In learning morphologically regular and irregular forms, it is argued that children show a learning pattern that is known as u-shaped learning. A typical example of this phenomenon is observed in learning past tense forms of irregular English verbs, such as ‘go’. Children seem to first use the correct past form of irregular verbs, e.g., ‘went’. At some point in development, they treat the irregular verbs as if they are regular, e.g., they say ‘goed’ (and occasionally ‘wented’) instead of ‘went’. In time, they (re)correct this, and start using the correct forms.
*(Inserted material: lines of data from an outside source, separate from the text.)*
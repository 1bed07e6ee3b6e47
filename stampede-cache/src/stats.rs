//! Cache counters.

use std::sync::atomic::{AtomicU64, Ordering};

use serde::{Deserialize, Serialize};

/// Point-in-time copy of a cache's counters.
#[derive(Clone, Copy, Debug, Default, PartialEq, Eq, Serialize, Deserialize)]
pub struct CacheStats {
    /// Calls answered from the cached value
    pub hits: u64,
    /// Computations launched
    pub leaders: u64,
    /// Calls that joined a computation already in flight and got its outcome
    ///
    /// A caller whose leader was abandoned is counted by where it ends up,
    /// so each call lands in exactly one of `hits`, `leaders` or `followers`.
    pub followers: u64,
    /// Computations that returned an error
    pub failures: u64,
    /// Successful results that lost the ratchet to a later deadline
    pub rejected_publishes: u64,
    /// Computations that panicked or were cancelled before finishing
    pub abandoned: u64,
    /// Calls to `reset`
    pub resets: u64,
}

impl CacheStats {
    /// Total calls that reached the cache.
    pub fn calls(&self) -> u64 {
        self.hits + self.leaders + self.followers
    }

    /// Fraction of calls that did not launch a computation.
    pub fn dedup_ratio(&self) -> f64 {
        let calls = self.calls();
        if calls == 0 {
            return 0.0;
        }
        (self.hits + self.followers) as f64 / calls as f64
    }
}

#[derive(Debug, Default)]
pub(crate) struct StatsRecorder {
    hits: AtomicU64,
    leaders: AtomicU64,
    followers: AtomicU64,
    failures: AtomicU64,
    rejected_publishes: AtomicU64,
    abandoned: AtomicU64,
    resets: AtomicU64,
}

impl StatsRecorder {
    pub(crate) fn hit(&self) {
        self.hits.fetch_add(1, Ordering::Relaxed);
    }

    pub(crate) fn leader(&self) {
        self.leaders.fetch_add(1, Ordering::Relaxed);
    }

    pub(crate) fn follower(&self) {
        self.followers.fetch_add(1, Ordering::Relaxed);
    }

    pub(crate) fn failure(&self) {
        self.failures.fetch_add(1, Ordering::Relaxed);
    }

    pub(crate) fn rejected_publish(&self) {
        self.rejected_publishes.fetch_add(1, Ordering::Relaxed);
    }

    pub(crate) fn abandoned(&self) {
        self.abandoned.fetch_add(1, Ordering::Relaxed);
    }

    pub(crate) fn record_reset(&self) {
        self.resets.fetch_add(1, Ordering::Relaxed);
    }

    pub(crate) fn snapshot(&self) -> CacheStats {
        CacheStats {
            hits: self.hits.load(Ordering::Relaxed),
            leaders: self.leaders.load(Ordering::Relaxed),
            followers: self.followers.load(Ordering::Relaxed),
            failures: self.failures.load(Ordering::Relaxed),
            rejected_publishes: self.rejected_publishes.load(Ordering::Relaxed),
            abandoned: self.abandoned.load(Ordering::Relaxed),
            resets: self.resets.load(Ordering::Relaxed),
        }
    }
}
In this exercise we will investigate whether there is evidence for a u-shaped pattern for learning irregular past tense forms in English.
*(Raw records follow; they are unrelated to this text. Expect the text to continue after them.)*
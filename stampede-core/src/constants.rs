//! Defaults and limits for Stampede caches.

use std::time::Duration;

// ═══════════════════════════════════════════════════════════════════════════════
// TTL
// ═══════════════════════════════════════════════════════════════════════════════

/// Default validity window for a freshly computed value, in milliseconds.
pub const DEFAULT_TTL_MS: u64 = 1_000;

/// Longest TTL a cache will honour (30 days).
///
/// Larger values are clamped when computing deadlines so that
/// `now + ttl` can never overflow an `Instant`.
pub const MAX_TTL: Duration = Duration::from_secs(30 * 24 * 60 * 60);

// ═══════════════════════════════════════════════════════════════════════════════
// ENVIRONMENT
// ═══════════════════════════════════════════════════════════════════════════════

/// Environment variable overriding [`DEFAULT_TTL_MS`].
pub const ENV_DEFAULT_TTL_MS: &str = "STAMPEDE_DEFAULT_TTL_MS";
//! Last known good value and its expiry.

use std::time::{Duration, Instant};

use stampede_core::MAX_TTL;

/// Cached value with the instant it stops being valid.
///
/// `expires_at` is `None` for a fresh or reset cache; any deadline beats it.
#[derive(Debug)]
pub(crate) struct Snapshot<V> {
    value: Option<V>,
    expires_at: Option<Instant>,
}

impl<V> Snapshot<V> {
    pub(crate) fn empty() -> Self {
        Self {
            value: None,
            expires_at: None,
        }
    }

    /// Returns the value if `now` is strictly before its expiry.
    pub(crate) fn fresh(&self, now: Instant) -> Option<&V> {
        match (&self.value, self.expires_at) {
            (Some(value), Some(expires_at)) if now < expires_at => Some(value),
            _ => None,
        }
    }

    /// Stores `value` only if `deadline` is later than the current expiry.
    ///
    /// Returns whether the value was stored.
    pub(crate) fn ratchet(&mut self, deadline: Instant, value: V) -> bool {
        if self.expires_at.is_some_and(|current| deadline <= current) {
            return false;
        }
        self.value = Some(value);
        self.expires_at = Some(deadline);
        true
    }

    pub(crate) fn clear(&mut self) {
        self.value = None;
        self.expires_at = None;
    }
}

/// Computes `now + ttl`, clamping `ttl` to [`MAX_TTL`].
pub(crate) fn deadline_after(now: Instant, ttl: Duration) -> Instant {
    now.checked_add(ttl.min(MAX_TTL)).unwrap_or(now)
}
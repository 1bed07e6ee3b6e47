//! # Stampede Core
//!
//! Foundational pieces shared by the Stampede crates:
//!
//! - **Errors**: the ambient error type used by configuration and tooling
//! - **Clock**: the injectable time source every cache reads "now" from
//! - **Config**: serializable cache configuration with environment loading
//! - **Constants**: defaults and limits
//!
//! ## Example
//!
//! ```rust
//! use std::time::Duration;
//! use stampede_core::{CacheConfig, Clock, ManualClock};
//!
//! let clock = ManualClock::new();
//! let start = clock.now();
//! clock.advance(Duration::from_millis(250));
//! assert_eq!(clock.now() - start, Duration::from_millis(250));
//!
//! let config = CacheConfig::default();
//! assert!(config.validate().is_ok());
//! ```

#![forbid(unsafe_code)]
#![warn(missing_docs, rust_2018_idioms, clippy::all)]

pub mod config;
pub mod constants;
pub mod error;
pub mod traits;

// Re-export commonly used items at crate root
pub use config::CacheConfig;
pub use constants::*;
pub use error::{Result, StampedeError};
pub use traits::{Clock, ManualClock, SharedClock, SystemClock};
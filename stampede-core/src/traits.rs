//! Common traits for Stampede.
//!
//! The only capability a cache needs from its environment is "what time is
//! it". It is injected rather than read from ambient state so tests can
//! drive expiry deterministically.

use std::sync::Arc;
use std::time::{Duration, Instant};

use parking_lot::Mutex;

// ═══════════════════════════════════════════════════════════════════════════════
// CLOCK TRAIT
// ═══════════════════════════════════════════════════════════════════════════════

/// Source of the current instant.
///
/// Implementations must be monotonic: successive calls never go backwards.
pub trait Clock: Send + Sync {
    /// Returns the current instant.
    fn now(&self) -> Instant;
}

/// Clock shared between a cache and whoever else needs to read or drive it.
pub type SharedClock = Arc<dyn Clock>;

impl<F> Clock for F
where
    F: Fn() -> Instant + Send + Sync,
{
    fn now(&self) -> Instant {
        self()
    }
}

// ═══════════════════════════════════════════════════════════════════════════════
// IMPLEMENTATIONS
// ═══════════════════════════════════════════════════════════════════════════════

/// Wall clock backed by [`Instant::now`].
#[derive(Clone, Copy, Debug, Default)]
pub struct SystemClock;

impl Clock for SystemClock {
    fn now(&self) -> Instant {
        Instant::now()
    }
}

/// Manually driven clock for deterministic tests.
///
/// Clones share the same underlying instant, so a test can hand one clone to
/// a cache and keep another to advance time.
#[derive(Clone, Debug)]
pub struct ManualClock {
    now: Arc<Mutex<Instant>>,
}

impl ManualClock {
    /// Creates a clock frozen at the current wall-clock instant.
    pub fn new() -> Self {
        Self::starting_at(Instant::now())
    }

    /// Creates a clock frozen at `start`.
    pub fn starting_at(start: Instant) -> Self {
        Self {
            now: Arc::new(Mutex::new(start)),
        }
    }

    /// Moves the clock forward by `by`.
    pub fn advance(&self, by: Duration) {
        let mut now = self.now.lock();
        *now += by;
    }

    /// Moves the clock to `to`. Earlier instants are ignored.
    pub fn set(&self, to: Instant) {
        let mut now = self.now.lock();
        if to > *now {
            *now = to;
        }
    }
}

impl Default for ManualClock {
    fn default() -> Self {
        Self::new()
    }
}

impl Clock for ManualClock {
    fn now(&self) -> Instant {
        *self.now.lock()
    }
}

#[cfg(test)]
mod tests {
    use super::*;

    #[test]
    fn test_manual_clock_advance() {
        let clock = ManualClock::new();
        let start = clock.now();

        clock.advance(Duration::from_secs(2));

        assert_eq!(clock.now() - start, Duration::from_secs(2));
    }

    #[test]
    fn test_manual_clock_clones_share_time() {
        let clock = ManualClock::new();
        let other = clock.clone();
        let start = clock.now();

        other.advance(Duration::from_millis(5));

        assert_eq!(clock.now() - start, Duration::from_millis(5));
    }

    #[test]
    fn test_manual_clock_never_goes_back() {
        let clock = ManualClock::new();
        let start = clock.now();
        clock.advance(Duration::from_secs(1));

        clock.set(start);

        assert_eq!(clock.now() - start, Duration::from_secs(1));
    }

    #[test]
    fn test_closure_clock() {
        let fixed = Instant::now();
        let clock: SharedClock = Arc::new(move || fixed);
        assert_eq!(clock.now(), fixed);
    }

    #[test]
    fn test_system_clock_monotonic() {
        let clock = SystemClock;
        let a = clock.now();
        let b = clock.now();
        assert!(b >= a);
    }
}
For this purpose, we counted all occurrences of correct and overregularized use of English past tense verbs in corpora from CHILDES for a large number of children in varying ages. The data has two columns and 4327 rows. The variable ‘correct’ is 1 when the instance of the past tense use is correct, 0 if overregularized. A small fragment of the data is as follows:3
Age (months) | correct |
56 | 1 |
56 | 1 |
56 | 1 |
33 | 0 |
33 | 1 |
33 | 0 |
10 | 1 |
14 | 0 |
14 | 0 |
14 | 1 |
⋮ | ⋮ |
Again, the problem is real, but the data is fake (partially: the counts of past tense forms are from CHILDES, but error rate does not have any empirical basis.). You should not take the conclusions out of this analysis seriously.
You can get the full data set here.
If there is a u-shaped learning curve, we would expect a change in the error rate similar to the right panel of the graph below. On the other hand, if there was a linear learning trend, one would expect a linear error reduction as in the left panel of the graph.
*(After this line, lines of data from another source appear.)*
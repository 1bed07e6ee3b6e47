//! Blocking coalescing cache.

use std::sync::Arc;
use std::time::Duration;

use tracing::trace;

use stampede_core::{CacheConfig, Clock};

use crate::coalescer::{Coalescer, LeaderGuard, Role};
use crate::flight::Flight;
use crate::stats::CacheStats;

/// Single-entry TTL cache that runs at most one computation at a time.
///
/// Callers that miss the cache while a computation is in flight block their
/// thread until it finishes and receive a clone of its outcome. The
/// computation always runs on the calling thread of the leader; the cache
/// owns no threads.
///
/// Both `V` and `E` are cloned out to every caller. Wrap them in `Arc` if
/// cloning is expensive or impossible.
///
/// # Thread Safety
///
/// `CoalescingCache` is `Send + Sync` when `V` and `E` are; share it by
/// reference or through an `Arc`.
pub struct CoalescingCache<V, E> {
    inner: Coalescer<V, E, Flight<V, E>>,
}

impl<V, E> CoalescingCache<V, E>
where
    V: Clone + Send,
    E: Clone + Send,
{
    /// Creates a cache with default configuration and the system clock.
    pub fn new() -> Self {
        Self::with_config(CacheConfig::default())
    }

    /// Creates a cache with custom configuration.
    pub fn with_config(config: CacheConfig) -> Self {
        Self {
            inner: Coalescer::new(config),
        }
    }

    /// Replaces the time source.
    pub fn with_clock(mut self, clock: impl Clock + 'static) -> Self {
        self.inner.set_clock(Arc::new(clock));
        self
    }

    /// Returns the cached value, or computes it exactly once for all
    /// concurrent callers.
    ///
    /// - If a value is cached and still valid, it is returned and `compute`
    ///   is not called.
    /// - Otherwise, if another caller's computation started less than its own
    ///   `ttl` ago, this call blocks until it finishes and returns its outcome.
    /// - Otherwise this caller runs `compute`. A success is cached for `ttl`
    ///   (measured from when the computation started); an error is returned
    ///   to everyone waiting on it and not cached.
    ///
    /// # Panics
    ///
    /// If `compute` panics the panic propagates to this caller. Callers
    /// waiting on it are released and one of them retries the computation.
    ///
    /// # Example
    ///
    /// ```rust
    /// use std::time::Duration;
    /// use stampede_cache::CoalescingCache;
    ///
    /// let cache: CoalescingCache<u64, String> = CoalescingCache::new();
    /// let value = cache.execute(Duration::from_millis(500), || Ok(42));
    /// assert_eq!(value, Ok(42));
    /// ```
    pub fn execute<F>(&self, ttl: Duration, compute: F) -> Result<V, E>
    where
        F: FnOnce() -> Result<V, E>,
    {
        if let Some(value) = self.inner.lookup() {
            return Ok(value);
        }

        loop {
            match self.inner.elect(ttl) {
                Role::Leader(flight) => {
                    let guard = LeaderGuard::new(&self.inner, flight);
                    return guard.finish(compute());
                }
                Role::Follower(flight) => {
                    if let Some(outcome) = flight.wait() {
                        self.inner.record_follower();
                        return outcome;
                    }
                    trace!("Computation abandoned, retrying election");
                }
            }
        }
    }

    /// Like [`execute`](Self::execute), using the configured default TTL.
    pub fn execute_default<F>(&self, compute: F) -> Result<V, E>
    where
        F: FnOnce() -> Result<V, E>,
    {
        let ttl = self.inner.config().default_ttl();
        self.execute(ttl, compute)
    }

    /// Returns the cached value if it is still valid, without computing.
    pub fn peek(&self) -> Option<V> {
        self.inner.peek()
    }

    /// Returns true if a computation is running that new callers would join.
    pub fn is_in_flight(&self) -> bool {
        self.inner.is_in_flight()
    }

    /// Clears the cached value and forgets the computation in flight.
    ///
    /// The next call always computes. A computation that was already running
    /// is not cancelled: its callers still get its outcome, and a success
    /// may still be cached when it finishes.
    pub fn reset(&self) {
        self.inner.reset();
    }

    /// Returns the cache's counters.
    pub fn stats(&self) -> CacheStats {
        self.inner.stats()
    }

    /// Returns the cache configuration.
    pub fn config(&self) -> &CacheConfig {
        self.inner.config()
    }
}

impl<V, E> Default for CoalescingCache<V, E>
where
    V: Clone + Send,
    E: Clone + Send,
{
    fn default() -> Self {
        Self::new()
    }
}
//! Bookkeeping shared by the blocking and async caches.
//!
//! Two independent lock domains:
//!
//! - `snapshot`: read-mostly, a shared lock so fast-path reads never block
//!   each other
//! - `slot`: a short mutex that only guards the pointer to the current
//!   record, never the computation itself
//!
//! `reset` is the only place both are held, always snapshot first.

use std::marker::PhantomData;
use std::sync::Arc;
use std::time::{Duration, Instant};

use parking_lot::{Mutex, RwLock};
use tracing::{debug, trace, warn};

use stampede_core::{CacheConfig, SharedClock, SystemClock};

use crate::flight::Record;
use crate::snapshot::{deadline_after, Snapshot};
use crate::stats::{CacheStats, StatsRecorder};

/// Outcome of inspecting the call slot on a cache miss.
pub(crate) enum Role<R> {
    /// This caller published a new record and must run the computation.
    Leader(Arc<R>),
    /// A record with an unexpired deadline exists; wait on it.
    Follower(Arc<R>),
}

pub(crate) struct Coalescer<V, E, R> {
    snapshot: RwLock<Snapshot<V>>,
    slot: Mutex<Option<Arc<R>>>,
    clock: SharedClock,
    config: CacheConfig,
    stats: StatsRecorder,
    _error: PhantomData<fn() -> E>,
}

impl<V, E, R> Coalescer<V, E, R> {
    pub(crate) fn new(config: CacheConfig) -> Self {
        Self {
            snapshot: RwLock::new(Snapshot::empty()),
            slot: Mutex::new(None),
            clock: Arc::new(SystemClock),
            config,
            stats: StatsRecorder::default(),
            _error: PhantomData,
        }
    }

    pub(crate) fn set_clock(&mut self, clock: SharedClock) {
        self.clock = clock;
    }

    pub(crate) fn config(&self) -> &CacheConfig {
        &self.config
    }

    pub(crate) fn stats(&self) -> CacheStats {
        self.stats.snapshot()
    }

    /// Counts a follower once it has received its leader's outcome.
    ///
    /// Not counted at election: a follower whose leader is abandoned runs
    /// election again and may end up leading.
    pub(crate) fn record_follower(&self) {
        self.stats.follower();
    }

    /// Clears the cached value and forgets the current record.
    ///
    /// A computation already running under the forgotten record is not
    /// cancelled and may still publish its result when it finishes.
    pub(crate) fn reset(&self) {
        let mut snapshot = self.snapshot.write();
        let mut slot = self.slot.lock();
        snapshot.clear();
        *slot = None;
        self.stats.record_reset();
        debug!("Cache reset");
    }
}

impl<V: Clone, E, R: Record<V, E>> Coalescer<V, E, R> {
    /// Fast path: the cached value if it is still valid.
    pub(crate) fn lookup(&self) -> Option<V> {
        let value = self.peek();
        if value.is_some() {
            self.stats.hit();
            trace!("Cache hit");
        }
        value
    }

    /// Same as [`lookup`](Self::lookup) without counting a hit.
    pub(crate) fn peek(&self) -> Option<V> {
        let now = self.clock.now();
        self.snapshot.read().fresh(now).cloned()
    }

    /// Slow path: join the current record or publish a new one.
    pub(crate) fn elect(&self, ttl: Duration) -> Role<R> {
        let mut slot = self.slot.lock();
        let now = self.clock.now();

        if let Some(flight) = slot.as_ref() {
            if now < flight.deadline() {
                trace!("Joining computation in flight");
                return Role::Follower(flight.clone());
            }
        }

        let flight = Arc::new(R::start(deadline_after(now, ttl)));
        *slot = Some(flight.clone());
        self.stats.leader();
        debug!(ttl_ms = ttl.as_millis() as u64, "Starting computation");
        Role::Leader(flight)
    }

    /// Applies a finished computation's outcome to the shared state.
    ///
    /// A success goes through the ratchet. A failure is never cached: the
    /// record is dropped from the slot so the next caller starts over, while
    /// followers already holding it still receive the error.
    pub(crate) fn settle(&self, flight: &Arc<R>, outcome: &Result<V, E>) {
        match outcome {
            Ok(value) => self.publish(flight.deadline(), value.clone()),
            Err(_) => {
                self.stats.failure();
                self.forget(flight);
                debug!("Computation failed, result not cached");
            }
        }
    }

    /// Whether a computation is running and new callers would join it.
    pub(crate) fn is_in_flight(&self) -> bool {
        let now = self.clock.now();
        self.slot
            .lock()
            .as_ref()
            .is_some_and(|flight| now < flight.deadline() && flight.is_pending())
    }

    fn publish(&self, deadline: Instant, value: V) {
        let mut snapshot = self.snapshot.write();
        if snapshot.ratchet(deadline, value) {
            trace!("Published computed value");
        } else {
            self.stats.rejected_publish();
            debug!("Computed value superseded by a later deadline, not published");
        }
    }

    /// Removes `flight` from the slot if it is still the current record.
    fn forget(&self, flight: &Arc<R>) {
        let mut slot = self.slot.lock();
        if slot.as_ref().is_some_and(|current| Arc::ptr_eq(current, flight)) {
            *slot = None;
        }
    }
}

/// Held by a leader while its computation runs.
///
/// If the leader unwinds or its future is dropped before [`finish`]
/// completes the record, the record is abandoned: it is removed from the slot and its
/// followers are woken so one of them can take over.
///
/// [`finish`]: LeaderGuard::finish
pub(crate) struct LeaderGuard<'a, V: Clone, E: Clone, R: Record<V, E>> {
    coalescer: &'a Coalescer<V, E, R>,
    flight: Arc<R>,
    finished: bool,
}

impl<'a, V: Clone, E: Clone, R: Record<V, E>> LeaderGuard<'a, V, E, R> {
    pub(crate) fn new(coalescer: &'a Coalescer<V, E, R>, flight: Arc<R>) -> Self {
        Self {
            coalescer,
            flight,
            finished: false,
        }
    }

    /// Settles the outcome, completes the record and returns the outcome.
    pub(crate) fn finish(mut self, outcome: Result<V, E>) -> Result<V, E> {
        self.coalescer.settle(&self.flight, &outcome);
        self.flight.complete(outcome.clone());
        self.finished = true;
        outcome
    }
}

impl<V: Clone, E: Clone, R: Record<V, E>> Drop for LeaderGuard<'_, V, E, R> {
    fn drop(&mut self) {
        if self.finished {
            return;
        }
        self.coalescer.forget(&self.flight);
        self.flight.abandon();
        self.coalescer.stats.abandoned();
        warn!("Computation abandoned before completing");
    }
}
The graph on the left corresponds to a quadratic relationship, which can be represented by a model predicting rate of correct forms from square of age (age2). The graph on the right corresponds to a linear model (one we fit in the previous exercise using age as predictor). Our intuition is that if the learning follows a u-shaped pattern, the quadratic (predictor age2) fits the data better.